# Exercise
Please reproduce the full listing exactly, with nothing added.

─── Exercise inputs ───

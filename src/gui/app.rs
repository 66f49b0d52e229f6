use iced::{Element, Task, Theme};

use crate::gui::screens::{Screen, ScreenData, ScreenMessage, loading_page::LoadingPageScreen};
use crate::gui::{AppState, Message};
use crate::provider::{self, ProviderConfig};

pub struct DualscanApp {
    state: AppState,
    screen: ScreenData,
}

impl DualscanApp {
    /// Opens on the loading screen and starts the one-time model load
    /// immediately.
    pub fn new(config: ProviderConfig) -> (Self, Task<Message>) {
        let load_config = config.clone();
        let load = Task::perform(
            async move { provider::load(&load_config).await },
            |result| Message::ModelsLoaded(result.map_err(|e| e.to_string())),
        );

        (
            Self {
                state: AppState::new(config),
                screen: ScreenData::LoadingPage(LoadingPageScreen::default()),
            },
            load,
        )
    }

    pub fn title(&self) -> String {
        "Dualscan - Image Class Detection".to_string()
    }

    pub fn update(&mut self, message: Message) -> Task<Message> {
        self.screen.update(message, &mut self.state).map(|msg| {
            match msg {
                ScreenMessage::ScreenMessage(msg) => msg,
                ScreenMessage::ParentMessage(infallible) => match infallible {},
            }
        })
    }

    pub fn view(&self) -> Element<'_, Message> {
        self.screen.view().map(|msg| match msg {
            ScreenMessage::ScreenMessage(msg) => msg,
            ScreenMessage::ParentMessage(infallible) => match infallible {},
        })
    }

    pub fn theme(&self) -> Theme {
        Theme::Dark
    }
}
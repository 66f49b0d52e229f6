use clap::Parser;
use std::path::PathBuf;

use dualscan::{MobilenetVariant, ProviderConfig, Session, format, ingest, provider};

#[derive(Parser)]
#[command(name = "dualscan")]
#[command(about = "Label an image with a whole-image classifier and an object detector")]
struct Cli {
    /// Scan this image and print the results instead of opening the GUI
    #[arg(value_name = "IMAGE")]
    image_path: Option<PathBuf>,

    /// Directory containing the .rten model files (default: ~/.cache/dualscan)
    #[arg(long, value_name = "DIR")]
    model_dir: Option<PathBuf>,

    /// Classifier variant to load
    #[arg(long, value_enum, default_value_t = MobilenetVariant::V1)]
    variant: MobilenetVariant,

    /// Enable verbose output
    #[arg(short, long)]
    verbose: bool,
}

fn main() -> anyhow::Result<()> {
    let args = Cli::parse();

    let model_dir = match &args.model_dir {
        Some(dir) => dir.clone(),
        None => ProviderConfig::default_model_dir()?,
    };
    let config = ProviderConfig::new(model_dir)
        .with_variant(args.variant)
        .with_verbose(args.verbose);

    match args.image_path {
        Some(path) => {
            let runtime = tokio::runtime::Runtime::new()?;
            runtime.block_on(scan_once(config, &path, args.verbose))
        }
        None => run_gui(config),
    }
}

/// Headless mode: drive one image through the full session pipeline and
/// print the display rows.
async fn scan_once(config: ProviderConfig, path: &PathBuf, verbose: bool) -> anyhow::Result<()> {
    let mut session = Session::new();

    if verbose {
        println!("Loading models from {:?}...", config.model_dir);
    }
    let models = provider::load(&config).await?;
    session.models_loaded(models)?;

    if verbose {
        println!("Loading image: {path:?}");
    }
    let handle = ingest::ingest(path)?;
    if verbose {
        println!("Image loaded: {}x{}\n", handle.width(), handle.height());
    }
    session.select_image(handle)?;

    let job = session.begin_scan()?;
    match dualscan::inference::scan(job).await {
        Ok(outcome) => session.complete_scan(outcome)?,
        Err(e) => {
            session.fail_scan(e.clone())?;
            return Err(e.into());
        }
    }

    println!("MobileNet");
    for row in format::label_rows(session.label_predictions()) {
        println!("  {row}");
    }
    println!("COCO-SSD");
    for row in format::detection_rows(session.detection_predictions()) {
        println!("  {row}");
    }

    Ok(())
}

#[cfg(feature = "gui")]
fn run_gui(config: ProviderConfig) -> anyhow::Result<()> {
    dualscan::gui::run(config)?;
    Ok(())
}

#[cfg(not(feature = "gui"))]
fn run_gui(_config: ProviderConfig) -> anyhow::Result<()> {
    anyhow::bail!("built without the gui feature; pass an image path to scan headless")
}
//! Inference coordination: one classify call and one detect call against
//! the same image handle, gathered into a single all-or-nothing outcome.
//!
//! The two calls address independent capabilities and run concurrently on
//! blocking tasks; their relative order is unspecified. Either failure
//! fails the whole round, so the session only ever applies both prediction
//! sequences together or neither.

use crate::error::InferenceError;
use crate::ingest::ImageHandle;
use crate::models::{DetectionPrediction, LabelPrediction};
use crate::provider::ModelSet;

/// Everything one scan round needs, cloned out of the session so the round
/// can run without holding the session. Produced by
/// [`Session::begin_scan`](crate::session::Session::begin_scan).
#[derive(Debug, Clone)]
pub struct ScanJob {
    pub image: ImageHandle,
    pub models: ModelSet,
}

/// Both prediction sequences from one round, in the order the respective
/// capability returned them.
#[derive(Debug, Clone)]
pub struct ScanOutcome {
    pub labels: Vec<LabelPrediction>,
    pub detections: Vec<DetectionPrediction>,
}

/// Run both inference calls and wait for both to complete.
///
/// Returns only after both calls have fully resolved; on any failure the
/// outcome is dropped wholesale and the caller leaves its state untouched.
pub async fn scan(job: ScanJob) -> Result<ScanOutcome, InferenceError> {
    let classify_image = job.image.clone();
    let classifier = job.models.classifier.clone();
    let classify = tokio::task::spawn_blocking(move || classifier.classify(&classify_image));

    let detect_image = job.image;
    let detector = job.models.detector;
    let detect = tokio::task::spawn_blocking(move || detector.detect(&detect_image));

    let (labels, detections) = tokio::try_join!(classify, detect)
        .map_err(|e| InferenceError::TaskFailed(e.to_string()))?;

    Ok(ScanOutcome {
        labels: labels?,
        detections: detections?,
    })
}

───

# Task answer
filename src/gui/app.rs
repository 66f49b0d52e229f6
use iced::{Element, Task, Theme};

use crate::gui::screens::{Screen, ScreenData, ScreenMessage, loading_page::LoadingPageScreen};
use crate::gui::{AppState, Message};
use crate::provider::{self, ProviderConfig};

pub struct DualscanApp {
    state: AppState,
    screen: ScreenData,
}

impl DualscanApp {
    /// Opens on the loading screen and starts the one-time model load
    /// immediately.
    pub fn new(config: ProviderConfig) -> (Self, Task<Message>) {
        let load_config = config.clone();
        let load = Task::perform(
            async move { provider::load(&load_config).await },
            |result| Message::ModelsLoaded(result.map_err(|e| e.to_string())),
        );

        (
            Self {
                state: AppState::new(config),
                screen: ScreenData::LoadingPage(LoadingPageScreen::default()),
            },
            load,
        )
    }

    pub fn title(&self) -> String {
        "Dualscan - Image Class Detection".to_string()
    }

    pub fn update(&mut self, message: Message) -> Task<Message> {
        self.screen.update(message, &mut self.state).map(|msg| {
            match msg {
                ScreenMessage::ScreenMessage(msg) => msg,
                ScreenMessage::ParentMessage(infallible) => match infallible {},
            }
        })
    }

    pub fn view(&self) -> Element<'_, Message> {
        self.screen.view().map(|msg| match msg {
            ScreenMessage::ScreenMessage(msg) => msg,
            ScreenMessage::ParentMessage(infallible) => match infallible {},
        })
    }

    pub fn theme(&self) -> Theme {
        Theme::Dark
    }
}
repository 66f49b0d52e229f6
use clap::Parser;
use std::path::PathBuf;

use dualscan::{MobilenetVariant, ProviderConfig, Session, format, ingest, provider};

#[derive(Parser)]
#[command(name = "dualscan")]
#[command(about = "Label an image with a whole-image classifier and an object detector")]
struct Cli {
    /// Scan this image and print the results instead of opening the GUI
    #[arg(value_name = "IMAGE")]
    image_path: Option<PathBuf>,

    /// Directory containing the .rten model files (default: ~/.cache/dualscan)
    #[arg(long, value_name = "DIR")]
    model_dir: Option<PathBuf>,

    /// Classifier variant to load
    #[arg(long, value_enum, default_value_t = MobilenetVariant::V1)]
    variant: MobilenetVariant,

    /// Enable verbose output
    #[arg(short, long)]
    verbose: bool,
}

fn main() -> anyhow::Result<()> {
    let args = Cli::parse();

    let model_dir = match &args.model_dir {
        Some(dir) => dir.clone(),
        None => ProviderConfig::default_model_dir()?,
    };
    let config = ProviderConfig::new(model_dir)
        .with_variant(args.variant)
        .with_verbose(args.verbose);

    match args.image_path {
        Some(path) => {
            let runtime = tokio::runtime::Runtime::new()?;
            runtime.block_on(scan_once(config, &path, args.verbose))
        }
        None => run_gui(config),
    }
}

/// Headless mode: drive one image through the full session pipeline and
/// print the display rows.
async fn scan_once(config: ProviderConfig, path: &PathBuf, verbose: bool) -> anyhow::Result<()> {
    let mut session = Session::new();

    if verbose {
        println!("Loading models from {:?}...", config.model_dir);
    }
    let models = provider::load(&config).await?;
    session.models_loaded(models)?;

    if verbose {
        println!("Loading image: {path:?}");
    }
    let handle = ingest::ingest(path)?;
    if verbose {
        println!("Image loaded: {}x{}\n", handle.width(), handle.height());
    }
    session.select_image(handle)?;

    let job = session.begin_scan()?;
    match dualscan::inference::scan(job).await {
        Ok(outcome) => session.complete_scan(outcome)?,
        Err(e) => {
            session.fail_scan(e.clone())?;
            return Err(e.into());
        }
    }

    println!("MobileNet");
    for row in format::label_rows(session.label_predictions()) {
        println!("  {row}");
    }
    println!("COCO-SSD");
    for row in format::detection_rows(session.detection_predictions()) {
        println!("  {row}");
    }

    Ok(())
}

#[cfg(feature = "gui")]
fn run_gui(config: ProviderConfig) -> anyhow::Result<()> {
    dualscan::gui::run(config)?;
    Ok(())
}

#[cfg(not(feature = "gui"))]
fn run_gui(_config: ProviderConfig) -> anyhow::Result<()> {
    anyhow::bail!("built without the gui feature; pass an image path to scan headless")
}
//! Inference coordination: one classify call and one detect call against
//! the same image handle, gathered into a single all-or-nothing outcome.
//!
//! The two calls address independent capabilities and run concurrently on
//! blocking tasks; their relative order is unspecified. Either failure
//! fails the whole round, so the session only ever applies both prediction
//! sequences together or neither.

use crate::error::InferenceError;
use crate::ingest::ImageHandle;
use crate::models::{DetectionPrediction, LabelPrediction};
use crate::provider::ModelSet;

/// Everything one scan round needs, cloned out of the session so the round
/// can run without holding the session. Produced by
/// [`Session::begin_scan`](crate::session::Session::begin_scan).
#[derive(Debug, Clone)]
pub struct ScanJob {
    pub image: ImageHandle,
    pub models: ModelSet,
}

/// Both prediction sequences from one round, in the order the respective
/// capability returned them.
#[derive(Debug, Clone)]
pub struct ScanOutcome {
    pub labels: Vec<LabelPrediction>,
    pub detections: Vec<DetectionPrediction>,
}

/// Run both inference calls and wait for both to complete.
///
/// Returns only after both calls have fully resolved; on any failure the
/// outcome is dropped wholesale and the caller leaves its state untouched.
pub async fn scan(job: ScanJob) -> Result<ScanOutcome, InferenceError> {
    let classify_image = job.image.clone();
    let classifier = job.models.classifier.clone();
    let classify = tokio::task::spawn_blocking(move || classifier.classify(&classify_image));

    let detect_image = job.image;
    let detector = job.models.detector;
    let detect = tokio::task::spawn_blocking(move || detector.detect(&detect_image));

    let (labels, detections) = tokio::try_join!(classify, detect)
        .map_err(|e| InferenceError::TaskFailed(e.to_string()))?;

    Ok(ScanOutcome {
        labels: labels?,
        detections: detections?,
    })
}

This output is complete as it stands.